**Problem to work on**
For the records that follow, give the number of lines in which the word "items" occurs, with nothing added.

**Extracted records**
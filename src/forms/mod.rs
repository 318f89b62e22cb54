pub mod auth;
mod form_data;
pub mod multipart;
pub mod property;
pub mod validation;

pub use auth::{LoginForm, RegisterForm};
pub use form_data::FormData;
pub use property::PropertyForm;
pub use validation::{check, FieldErrors};
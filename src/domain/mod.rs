pub mod create;
pub mod format;
pub mod listing;

pub use create::{submit_new_property, CreateError};
pub use format::format_price;
pub use listing::{featured, load_listing, ListingState};
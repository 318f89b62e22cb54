use crate::forms::{FieldErrors, LoginForm};
use crate::templates::{
    components::{form_messages, text_field},
    desktop_layout,
};
use maud::{html, Markup};

pub fn login_page(form: &LoginForm, errors: &FieldErrors, error: Option<&str>) -> Markup {
    desktop_layout(
        "Log in",
        false,
        html! {
            main class="container narrow" {
                h1 { "Log in" }
                form method="post" action="/auth/login" class="panel" {
                    (form_messages(error, None))
                    (text_field("username", "Username", "text", &form.username, errors.get("username")))
                    // Never echo the password back.
                    (text_field("password", "Password", "password", "", errors.get("password")))
                    div class="actions" {
                        button type="submit" class="primary" { "Log in" }
                        a href="/auth/register" { "No account yet? Register" }
                    }
                }
            }
        },
    )
}
// templates/components/filter_form.rs
use crate::api::FilterLookupData;
use crate::filters::criteria::{
    CITY, DISTRICT, LISTING_TYPE, MAX_PRICE, MIN_PRICE, NEIGHBORHOOD, PROPERTY_TYPE,
};
use crate::filters::{FilterForm, ALL};
use crate::forms::FieldErrors;
use crate::templates::components::field::{field_error, select_field};
use maud::{html, Markup};

/// Partial swapped in whenever the district select changes.
pub const NEIGHBORHOODS_PATH: &str = "/properties/neighborhoods";

/// Sidebar filter on the listing page. Every option list comes from the
/// backend's lookup data.
pub fn filter_form(form: &FilterForm, lookup: &FilterLookupData, errors: &FieldErrors) -> Markup {
    html! {
        div class="filter-panel" {
            h2 { "Filter" }
            form method="post" action="/properties/listing/filter" class="stack" {
                (criteria_fields(form, lookup, errors))

                div class="actions" {
                    button type="submit" class="primary" { "Filter" }
                    button type="submit" class="secondary" formaction="/properties/listing/reset" { "Reset" }
                }
            }
        }
    }
}

/// Hero search on the landing page.
pub fn search_form(form: &FilterForm, lookup: &FilterLookupData, errors: &FieldErrors) -> Markup {
    html! {
        form method="post" action="/search" class="search-form" {
            (criteria_fields(form, lookup, errors))
            button type="submit" class="primary" { "Search" }
        }
    }
}

fn criteria_fields(form: &FilterForm, lookup: &FilterLookupData, errors: &FieldErrors) -> Markup {
    html! {
        div class="field" {
            label for=(CITY) { "City" }
            input type="text" id=(CITY) name=(CITY) value=(form.city) readonly;
        }

        div class="field" {
            label for=(DISTRICT) { "District" }
            select
                id=(DISTRICT)
                name=(DISTRICT)
                hx-get=(NEIGHBORHOODS_PATH)
                hx-trigger="change"
                hx-target="#neighborhood-field"
                hx-swap="outerHTML"
            {
                option value=(ALL) selected[form.district == ALL] { "All" }
                @for d in &lookup.districts {
                    option value=(d) selected[&form.district == d] { (d) }
                }
                @if unlisted(&form.district, &lookup.districts) {
                    option value=(form.district) selected { (form.district) }
                }
            }
        }

        (neighborhood_field(form, lookup))

        (select_field(
            LISTING_TYPE,
            "Listing type",
            "All",
            ALL,
            &lookup.listing_types,
            &form.listing_type,
            errors.get("listing_type"),
        ))

        (select_field(
            PROPERTY_TYPE,
            "Property type",
            "All",
            ALL,
            &lookup.property_types,
            &form.property_type,
            errors.get("property_type"),
        ))

        div class="field-row" {
            div class="field" {
                label for=(MIN_PRICE) { "Min. price" }
                input type="number" id=(MIN_PRICE) name=(MIN_PRICE) min="0" placeholder="0" value=(form.min_price);
                (field_error(errors.get("min_price")))
            }
            div class="field" {
                label for=(MAX_PRICE) { "Max. price" }
                input type="number" id=(MAX_PRICE) name=(MAX_PRICE) min="0" placeholder="No limit" value=(form.max_price);
                (field_error(errors.get("max_price")))
            }
        }
    }
}

/// The neighborhood select for the form's current district. Disabled while
/// no district is chosen.
pub fn neighborhood_field(form: &FilterForm, lookup: &FilterLookupData) -> Markup {
    let neighborhoods = form.available_neighborhoods(lookup);

    html! {
        div class="field" id="neighborhood-field" {
            label for=(NEIGHBORHOOD) { "Neighborhood" }
            select id=(NEIGHBORHOOD) name=(NEIGHBORHOOD) disabled[form.district == ALL] {
                option value=(ALL) selected[form.neighborhood == ALL] { "All" }
                @for n in neighborhoods {
                    option value=(n) selected[&form.neighborhood == n] { (n) }
                }
                @if form.district != ALL && unlisted(&form.neighborhood, neighborhoods) {
                    option value=(form.neighborhood) selected { (form.neighborhood) }
                }
            }
        }
    }
}

/// A value from the URL that the option list doesn't know. It still gets an
/// option, otherwise the next submit would quietly send `all` instead.
fn unlisted(value: &str, options: &[String]) -> bool {
    value != ALL && !value.is_empty() && !options.iter().any(|o| o == value)
}
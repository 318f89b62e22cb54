// src/tests/router_tests/listing_tests.rs
use crate::domain::listing::LOAD_ERROR;
use crate::handlers::listing::FEATURED_ERROR;
use crate::router::handle;
use crate::tests::utils::{body_string, get, location, post_form, state_with, Call, FakeApi};
use astra::Request;
use http::HeaderValue;
use std::time::Duration;

fn htmx_get(uri: &str) -> Request {
    let mut req = get(uri, None);
    req.headers_mut()
        .insert("hx-request", HeaderValue::from_static("true"));
    req
}

fn pairs(items: &[(&str, &str)]) -> Vec<(String, String)> {
    items
        .iter()
        .map(|(k, v)| (k.to_string(), v.to_string()))
        .collect()
}

#[test]
fn shell_renders_loading_without_backend_calls() {
    let api = FakeApi::new();
    let resp = handle(get("/properties/listing?district=Kepez", None), &state_with(&api)).unwrap();

    assert_eq!(resp.status(), 200);
    let body = body_string(resp);
    assert!(body.contains("Loading properties..."));
    assert!(body.contains(r#"hx-get="/properties/listing-content?district=Kepez""#));
    assert!(api.calls().is_empty());
}

#[test]
fn content_forwards_query_and_mirrors_it_in_the_form() {
    let api = FakeApi::new();
    let resp = handle(
        htmx_get("/properties/listing-content?district=Konyaalt%C4%B1&minPrice=100000"),
        &state_with(&api),
    )
    .unwrap();

    assert_eq!(resp.status(), 200);
    let calls = api.calls();
    assert_eq!(calls.len(), 2);
    assert!(calls.contains(&Call::List(pairs(&[("district", "Konyaaltı"), ("minPrice", "100000")]))));
    assert!(calls.contains(&Call::Lookup));

    let body = body_string(resp);
    assert!(!body.contains("<!DOCTYPE html>"));
    assert!(body.contains(r#"<option value="Konyaaltı" selected>"#));
    assert!(body.contains(r#"value="100000""#));
    assert!(body.contains("Gürsu"));
    assert!(body.contains("Sea view flat"));
}

#[test]
fn content_without_htmx_gets_full_page() {
    let api = FakeApi::new();
    let resp = handle(get("/properties/listing-content", None), &state_with(&api)).unwrap();

    let body = body_string(resp);
    assert!(body.contains("<!DOCTYPE html>"));
    assert!(body.contains("Garden villa"));
}

#[test]
fn unknown_parameters_are_forwarded_verbatim() {
    let api = FakeApi::new();
    handle(
        htmx_get("/properties/listing-content?sort=price&type=auction"),
        &state_with(&api),
    )
    .unwrap();

    assert!(api
        .calls()
        .contains(&Call::List(pairs(&[("sort", "price"), ("type", "auction")]))));
}

#[test]
fn either_failure_discards_both_results() {
    for op in ["list", "lookup"] {
        let api = FakeApi::new().failing(op, 500, None);
        let resp = handle(htmx_get("/properties/listing-content"), &state_with(&api)).unwrap();

        let body = body_string(resp);
        assert!(body.contains(LOAD_ERROR), "{op} failure should show the load error");
        assert!(!body.contains("Sea view flat"));
        assert!(!body.contains("<form"));
    }
}

#[test]
fn both_fetches_are_in_flight_together() {
    let api = FakeApi::new().with_delay(Duration::from_millis(150));
    handle(htmx_get("/properties/listing-content"), &state_with(&api)).unwrap();

    assert_eq!(api.max_in_flight(), 2);
}

#[test]
fn empty_result_shows_no_results_message() {
    let mut api = FakeApi::new();
    api.properties.clear();
    let resp = handle(htmx_get("/properties/listing-content?district=Kepez"), &state_with(&api)).unwrap();

    assert!(body_string(resp).contains("No properties found matching your criteria."));
}

#[test]
fn filter_submit_redirects_with_encoded_criteria() {
    let api = FakeApi::new();
    let resp = handle(
        post_form(
            "/properties/listing/filter",
            "city=Antalya&district=Konyaalt%C4%B1&neighborhood=all&type=all&propertyType=all&minPrice=100000&maxPrice=",
            None,
        ),
        &state_with(&api),
    )
    .unwrap();

    assert_eq!(resp.status(), 303);
    assert_eq!(
        location(&resp),
        "/properties/listing?city=Antalya&district=Konyaalt%C4%B1&minPrice=100000"
    );
    assert!(api.calls().is_empty());
}

#[test]
fn invalid_filter_is_shown_with_errors_and_not_submitted() {
    let api = FakeApi::new();
    let resp = handle(
        post_form("/properties/listing/filter", "district=Kepez&minPrice=-5", None),
        &state_with(&api),
    )
    .unwrap();

    assert_eq!(resp.status(), 422);
    let body = body_string(resp);
    assert!(body.contains("Enter a non-negative number"));
    assert!(body.contains(r#"value="-5""#));
    assert_eq!(api.calls(), vec![Call::Lookup]);
}

#[test]
fn invalid_filter_keeps_its_form_when_lookup_fails() {
    let api = FakeApi::new().failing("lookup", 503, None);
    let resp = handle(
        post_form("/properties/listing/filter", "district=Kepez&minPrice=-5", None),
        &state_with(&api),
    )
    .unwrap();

    assert_eq!(resp.status(), 422);
    let body = body_string(resp);
    assert!(body.contains("<form"));
    assert!(body.contains("Enter a non-negative number"));
    assert!(body.contains(r#"<option value="Kepez" selected>"#));
    assert!(!body.contains(LOAD_ERROR));
}

#[test]
fn content_is_a_valid_property_id() {
    let api = FakeApi::new();
    let resp = handle(get("/properties/listing/content", None), &state_with(&api)).unwrap();

    assert_eq!(resp.status(), 404);
    assert_eq!(api.calls(), vec![Call::Get("content".into())]);
}

#[test]
fn reset_goes_back_to_bare_listing() {
    let api = FakeApi::new();
    let resp = handle(post_form("/properties/listing/reset", "district=Kepez", None), &state_with(&api)).unwrap();

    assert_eq!(resp.status(), 303);
    assert_eq!(location(&resp), "/properties/listing");
}

#[test]
fn district_change_swaps_neighborhood_options() {
    let api = FakeApi::new();
    let resp = handle(
        htmx_get("/properties/neighborhoods?district=Konyaalt%C4%B1&neighborhood=Liman"),
        &state_with(&api),
    )
    .unwrap();

    let body = body_string(resp);
    assert!(body.contains(r#"id="neighborhood-field""#));
    assert!(body.contains("Gürsu"));
    assert!(body.contains(r#"<option value="all" selected>"#));
    assert!(!body.contains(r#"<option value="Liman" selected>"#));
    assert!(!body.contains("disabled"));
}

#[test]
fn district_all_disables_neighborhoods() {
    let api = FakeApi::new();
    let body = body_string(handle(htmx_get("/properties/neighborhoods?district=all"), &state_with(&api)).unwrap());

    assert!(body.contains("disabled"));
    assert!(!body.contains("Gürsu"));
}

#[test]
fn neighborhoods_fall_back_to_builtin_table() {
    let api = FakeApi::new().failing("lookup", 503, None);
    let body = body_string(
        handle(htmx_get("/properties/neighborhoods?district=Konyaalt%C4%B1"), &state_with(&api)).unwrap(),
    );

    assert!(body.contains("Liman"));
}

#[test]
fn home_shows_three_featured_properties() {
    let api = FakeApi::new();
    let resp = handle(get("/", None), &state_with(&api)).unwrap();

    assert_eq!(resp.status(), 200);
    let body = body_string(resp);
    assert!(body.contains("Sea view flat"));
    assert!(body.contains("Garden villa"));
    assert!(body.contains("Untitled"));
    assert!(!body.contains("Olive grove plot"));
    assert!(body.contains(r#"action="/search""#));
    assert_eq!(api.calls(), vec![Call::List(vec![])]);
}

#[test]
fn home_survives_featured_failure() {
    let api = FakeApi::new().failing("list", 500, None);
    let body = body_string(handle(get("/", None), &state_with(&api)).unwrap());

    assert!(body.contains(FEATURED_ERROR));
    assert!(body.contains(r#"action="/search""#));
}

#[test]
fn landing_search_always_carries_the_city() {
    let api = FakeApi::new();
    let resp = handle(post_form("/search", "district=all&type=sale", None), &state_with(&api)).unwrap();

    assert_eq!(resp.status(), 303);
    assert_eq!(location(&resp), "/properties/listing?city=Antalya&type=sale");
}

#[test]
fn unknown_route_is_not_found() {
    let api = FakeApi::new();
    assert!(handle(get("/nope", None), &state_with(&api)).is_err());
}

#[test]
fn stylesheet_is_served() {
    let api = FakeApi::new();
    let resp = handle(get("/static/main.css", None), &state_with(&api)).unwrap();

    assert_eq!(resp.status(), 200);
    assert!(body_string(resp).contains(".property-card"));
}
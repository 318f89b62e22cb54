// src/domain/create.rs
use crate::api::{ApiError, CreatePropertyRequest, PhotoUpload, PortalApi, Property};
use crate::auth::session::{SessionStore, TokenStorage};
use thiserror::Error;
use tracing::{error, info};

pub const CREATE_ERROR: &str = "Something went wrong while adding the property.";

#[derive(Debug, Error)]
pub enum CreateError {
    #[error("not signed in")]
    NotAuthenticated,
    #[error("photo upload failed: {0}")]
    Upload(ApiError),
    #[error("property create failed: {0}")]
    Create(ApiError),
}

impl CreateError {
    pub fn user_message(&self) -> String {
        match self {
            CreateError::NotAuthenticated => "You need to sign in first.".to_string(),
            CreateError::Upload(e) | CreateError::Create(e) => e.user_message(CREATE_ERROR),
        }
    }
}

/// Create a listing, uploading its photo first when one was chosen.
///
/// The create call is only made after the upload has returned its URL; a
/// failed upload ends the submission, so a listing never exists without the
/// photo the user picked. Without a session nothing is sent at all.
pub fn submit_new_property<S: TokenStorage>(
    api: &dyn PortalApi,
    session: &SessionStore<S>,
    mut draft: CreatePropertyRequest,
    photo: Option<&PhotoUpload>,
) -> Result<Property, CreateError> {
    let token = session.get_token().ok_or(CreateError::NotAuthenticated)?;

    draft.photos = match photo {
        Some(photo) => {
            let uploaded = api.upload_photo(&token, photo).map_err(|e| {
                error!("photo upload failed: {e}");
                CreateError::Upload(e)
            })?;
            vec![uploaded.file_url]
        }
        None => Vec::new(),
    };

    let created = api.create_property(&token, &draft).map_err(|e| {
        error!("property create failed: {e}");
        CreateError::Create(e)
    })?;

    info!(id = %created.id, photos = draft.photos.len(), "property created");
    Ok(created)
}
// src/tests/router_tests/auth_tests.rs
use crate::router::handle;
use crate::tests::utils::{body_string, get, location, post_form, set_cookies, state_with, Call, FakeApi};

#[test]
fn login_page_loads_successfully() {
    let api = FakeApi::new();
    let resp = handle(get("/auth/login", None), &state_with(&api)).expect("Failed to handle request");

    assert_eq!(resp.status(), 200);
    let body = body_string(resp);
    assert!(body.contains(r#"action="/auth/login""#));
    assert!(body.contains(r#"name="password""#));
}

#[test]
fn login_stores_token_and_redirects_to_listing() {
    let api = FakeApi::new();
    let resp = handle(
        post_form("/auth/login", "username=ayse&password=secret1", None),
        &state_with(&api),
    )
    .unwrap();

    assert_eq!(resp.status(), 303);
    assert_eq!(location(&resp), "/properties/listing");

    let cookies = set_cookies(&resp);
    assert_eq!(cookies.len(), 1);
    assert!(cookies[0].starts_with("access_token=tok-ayse;"));
    assert!(cookies[0].contains("HttpOnly"));
    assert_eq!(api.calls(), vec![Call::Login("ayse".into())]);
}

#[test]
fn failed_login_shows_server_message() {
    let api = FakeApi::new().failing("login", 401, Some("Invalid credentials"));
    let resp = handle(
        post_form("/auth/login", "username=ayse&password=wrong", None),
        &state_with(&api),
    )
    .unwrap();

    assert_eq!(resp.status(), 401);
    assert!(set_cookies(&resp).is_empty());
    let body = body_string(resp);
    assert!(body.contains("Invalid credentials"));
    assert!(body.contains(r#"value="ayse""#));
}

#[test]
fn failed_login_without_message_uses_fallback() {
    let api = FakeApi::new().failing("login", 500, None);
    let resp = handle(
        post_form("/auth/login", "username=ayse&password=wrong", None),
        &state_with(&api),
    )
    .unwrap();

    assert!(body_string(resp).contains("Login failed."));
}

#[test]
fn empty_login_is_rejected_before_any_call() {
    let api = FakeApi::new();
    let resp = handle(post_form("/auth/login", "username=&password=", None), &state_with(&api)).unwrap();

    assert_eq!(resp.status(), 422);
    let body = body_string(resp);
    assert!(body.contains("Username is required"));
    assert!(body.contains("Password is required"));
    assert!(api.calls().is_empty());
}

#[test]
fn register_validation_errors_are_shown_per_field() {
    let api = FakeApi::new();
    let resp = handle(
        post_form("/auth/register", "username=ab&email=nope&password=123", None),
        &state_with(&api),
    )
    .unwrap();

    assert_eq!(resp.status(), 422);
    let body = body_string(resp);
    assert!(body.contains("Username must be at least 3 characters"));
    assert!(body.contains("Enter a valid email address"));
    assert!(body.contains("Password must be at least 6 characters"));
    assert!(api.calls().is_empty());
}

#[test]
fn successful_registration_shows_success_message() {
    let api = FakeApi::new();
    let resp = handle(
        post_form("/auth/register", "username=ayse&email=ayse%40example.com&password=secret1", None),
        &state_with(&api),
    )
    .unwrap();

    assert_eq!(resp.status(), 200);
    assert!(body_string(resp).contains("Registration successful"));
    assert_eq!(api.calls(), vec![Call::Register("ayse".into())]);
}

#[test]
fn failed_registration_shows_server_message() {
    let api = FakeApi::new().failing("register", 409, Some("Username already taken"));
    let resp = handle(
        post_form("/auth/register", "username=ayse&email=ayse%40example.com&password=secret1", None),
        &state_with(&api),
    )
    .unwrap();

    assert_eq!(resp.status(), 409);
    assert!(body_string(resp).contains("Username already taken"));
}

#[test]
fn logout_clears_cookie_and_redirects_to_login() {
    let api = FakeApi::new();
    let resp = handle(post_form("/auth/logout", "", Some("tok-ayse")), &state_with(&api)).unwrap();

    assert_eq!(resp.status(), 303);
    assert_eq!(location(&resp), "/auth/login");
    let cookies = set_cookies(&resp);
    assert_eq!(cookies.len(), 1);
    assert!(cookies[0].starts_with("access_token=;"));
    assert!(cookies[0].contains("Max-Age=0"));
}

#[test]
fn navbar_follows_session() {
    let api = FakeApi::new();

    let anon = body_string(handle(get("/properties/listing", None), &state_with(&api)).unwrap());
    assert!(anon.contains(r#"href="/auth/login""#));
    assert!(!anon.contains(r#"action="/auth/logout""#));

    let signed_in = body_string(handle(get("/properties/listing", Some("tok")), &state_with(&api)).unwrap());
    assert!(signed_in.contains(r#"href="/properties/create""#));
    assert!(signed_in.contains(r#"action="/auth/logout""#));
}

**Solution**
2